Сначала, конечно, это было не совсем ясно и не совсем очевидно. Наоборот, некоторые романтические философы как будто бы искали соединения «духа и тела». Шеллинг создал «философию тождества»4. Но за всем этим на самом деле сквозит глубочайший дуализм, разделение на телесное и духовное. Для Шиллера существовало плохое настоящее и светлое, возвышенное будущее, которое, может быть, не осуществится, но к которому мы должны тянуться по мере наших сил. Здесь же деление было другое: тело, жизнь которого призрачна, и дух, который витает. Тело сейчас живет во зле, но, чтобы жить блаженно, надо выйти из области тела в область духа. Само собою разумеется, что реалистических путей к этому нет. К этому может быть только один путь: отбрасывая тело, развить дух; не. развитие жизни прославлять, а, наоборот, прославлять смерть, которая одна открывает врата в иной мир. Словом, разочарование шагнуло дальше.
Можно резюмировать сказанное так: в Германии интеллигенция ставит вопрос о достойной человека жизни; она считает, что так, как живет интеллигенция, жить нельзя, и делает попытку завоевать реальность, всколыхнуть реальность, но обжигается о нее. И потому она, бурно клокотавшая в произведениях «Бури и натиска», ставит затем предел этому постоянному, ничего не дающему кипению, переходит к классицизму с спокойным светлым идеалом, рисуя идеал как будущее либо, по крайней мере, как желанное. Этим идеалом является развитие жизни в сторону наибольшей гармонии. Но и на этом пути ее ждет то же разочарование, так как ничто в настоящем не дает опоры для надежд на это будущее, не указывает путей к нему. Разрушая этот идеал, романтики кричат нам: не нужно нам такого счастья, мы поищем другого! Какого же? Оно всегда у нас под рукой, стоит только поискать внутри себя, уйти от внешней жизни.

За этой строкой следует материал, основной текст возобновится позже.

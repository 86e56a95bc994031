//! masss - plays sound files through a pool of warm, remote-controlled
//! playback engines so every trigger starts without a cold-start delay.

pub mod command;
pub mod config;
pub mod engine;
pub mod pool;

pub use command::{skip_from_filename, Sampler};
pub use config::AppConfig;
pub use pool::{InstanceId, PoolError, PoolStatus};
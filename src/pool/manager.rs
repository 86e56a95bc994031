//! Engine pool - routes play requests to idle engines and keeps spares around.
//!
//! All pool state lives in [`InstancePool`], owned by a single actor task.
//! Requests and maintenance jobs run to completion one at a time on that task,
//! so slot indices stay stable while a request is in flight. Retired slots are
//! tombstoned and only trimmed from the tail.
//!
//! Instance groups:
//! - `active` - indexed slots, the index is the public [`InstanceId`]
//! - `loading` - engines still handshaking in their own task
//! - `broken` - lost their control connection, waiting for the next comb
//! - `draining` - retired, waiting for their process to exit

use std::fmt;
use std::ops::ControlFlow;
use std::sync::Arc;

use async_channel::Receiver;
use serde::Serialize;
use tokio::sync::oneshot;
use tokio::task::JoinHandle;
use tokio::time::Instant;
use tokio_util::sync::CancellationToken;

use super::error::{PoolError, Result};
use super::instance::{Cleanliness, Instance, StopCallback};
use super::scheduler::{Job, Scheduler, TimerId};
use crate::config::{PoolConfig, MAX_MASTER_VOLUME};
use crate::engine::{start_engine, ConnectedEngine, EngineError, EngineLauncher, Equalizer};

/// Public identifier of a playing instance: its slot index.
#[derive(Debug, Clone, Copy, PartialEq, Eq, Hash, Serialize)]
pub struct InstanceId(pub usize);

impl fmt::Display for InstanceId {
  fn fmt(&self, f: &mut fmt::Formatter<'_>) -> fmt::Result {
    write!(f, "#{}", self.0)
  }
}

/// Snapshot of one active slot.
#[derive(Debug, Clone, Serialize)]
#[serde(rename_all = "camelCase")]
pub struct SlotStatus {
  pub port: u16,
  pub playing: bool,
  pub dirty: bool,
  pub volume_modifier: f64,
}

/// Snapshot of the whole pool, for diagnostics.
#[derive(Debug, Clone, Serialize)]
#[serde(rename_all = "camelCase")]
pub struct PoolStatus {
  pub slots: Vec<Option<SlotStatus>>,
  pub loading: usize,
  pub broken: usize,
  pub draining: usize,
  pub master_volume: f64,
  pub equalizer: String,
  pub skip_override: Option<u32>,
}

impl PoolStatus {
  pub fn idle_count(&self) -> usize {
    self
      .slots
      .iter()
      .flatten()
      .filter(|s| !s.playing)
      .count()
  }
}

/// Requests the façade sends to the pool actor.
pub(crate) enum PoolRequest {
  Play {
    filename: String,
    skip: Option<u32>,
    on_stop: StopCallback,
    reply: oneshot::Sender<Result<InstanceId>>,
  },
  Stop {
    id: InstanceId,
    reply: oneshot::Sender<Result<()>>,
  },
  SetMasterVolume {
    volume: f64,
    reply: oneshot::Sender<Result<()>>,
  },
  SetVolumeModifier {
    id: InstanceId,
    modifier: f64,
    reply: oneshot::Sender<Result<()>>,
  },
  SetEqualizer {
    bands: String,
    reply: oneshot::Sender<Result<()>>,
  },
  SetSkipOverride {
    seconds: Option<u32>,
    reply: oneshot::Sender<Result<()>>,
  },
  Status {
    reply: oneshot::Sender<PoolStatus>,
  },
  Shutdown {
    reply: oneshot::Sender<()>,
  },
}

/// An engine whose startup task has not been folded in yet.
struct LoadingInstance {
  port: u16,
  /// Equalizer generation the engine was launched with.
  generation: u64,
  handle: JoinHandle<std::result::Result<ConnectedEngine, EngineError>>,
}

pub struct InstancePool {
  config: PoolConfig,
  launcher: Arc<dyn EngineLauncher>,
  active: Vec<Option<Instance>>,
  loading: Vec<LoadingInstance>,
  broken: Vec<Instance>,
  draining: Vec<Instance>,
  scheduler: Scheduler,
  volume_cache: f64,
  equalizer: Equalizer,
  eq_generation: u64,
  skip_override: Option<u32>,
  next_port: u16,
  shutting_down: bool,
  cancel: CancellationToken,
}
//! Engine pool - keeps warm engines around so playback starts without delay.
//!
//! Architecture:
//! - `manager.rs` - Pool state, request handling and the actor loop
//! - `instance.rs` - One engine: playback state, volume and termination
//! - `scheduler.rs` - Deadline-ordered maintenance jobs and auto-stop timers
//! - `error.rs` - Pool error types

mod error;
mod instance;
mod manager;
mod scheduler;

#[cfg(test)]
pub(crate) mod testing;

pub use error::{PoolError, Result};
pub use instance::{Cleanliness, Instance, PlaybackTimings, StopCallback, TerminationPolicy};
pub use manager::{InstanceId, InstancePool, PoolStatus, SlotStatus};
pub(crate) use manager::PoolRequest;
pub use scheduler::{Job, Scheduler, TimerId};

Поэтому Гёте с таким негодованием относился к романтикам, предсказывал, что они докатятся до католицизма. И предсказание его осуществилось.
Для параллели укажу, что нечто подобное произошло и с некоторыми русскими легальными марксистами Бердяевым, Булгаковым и др., которые сначала считали, что развитие жизни через пролетарскую революцию приведет к просветлению жизни, а потом отказались от этого и заявили, что не путем совершенствования людей реальными методами на земле можно добиться блага, а путем отхода от плоти к духу, — и здесь докатились в полном смысле слова до церкви: Булгаков сделался священником, и Бердяев заявляет, что регулятором жизни должна стать православная церковь.
Мы видим, что часть современной русской интеллигенции, которая не нашла выхода, пережила такую же стадию развития, как и германские романтики.
Надо заметить, что и французские и английские романтики имеют сходное с германскими развитие, все они взаимно друг на друга влияли и в общем сливаются в одну романтическую школу.
Первым великим романтиком Германии нужно считать поэта Гельдерлина. История его жизни поистине трагична. Он сошел с ума в довольно ранние годы — тридцати одного года, и прожил приблизительно до шестидесяти лет, совершенно впав в детство. Написал он мало. Ему принадлежит один фантастический роман «Гиперион»5, небольшой том стихотворений и начало драмы «Эмпедокл»6, которую он три раза переделывал и так и не кончил.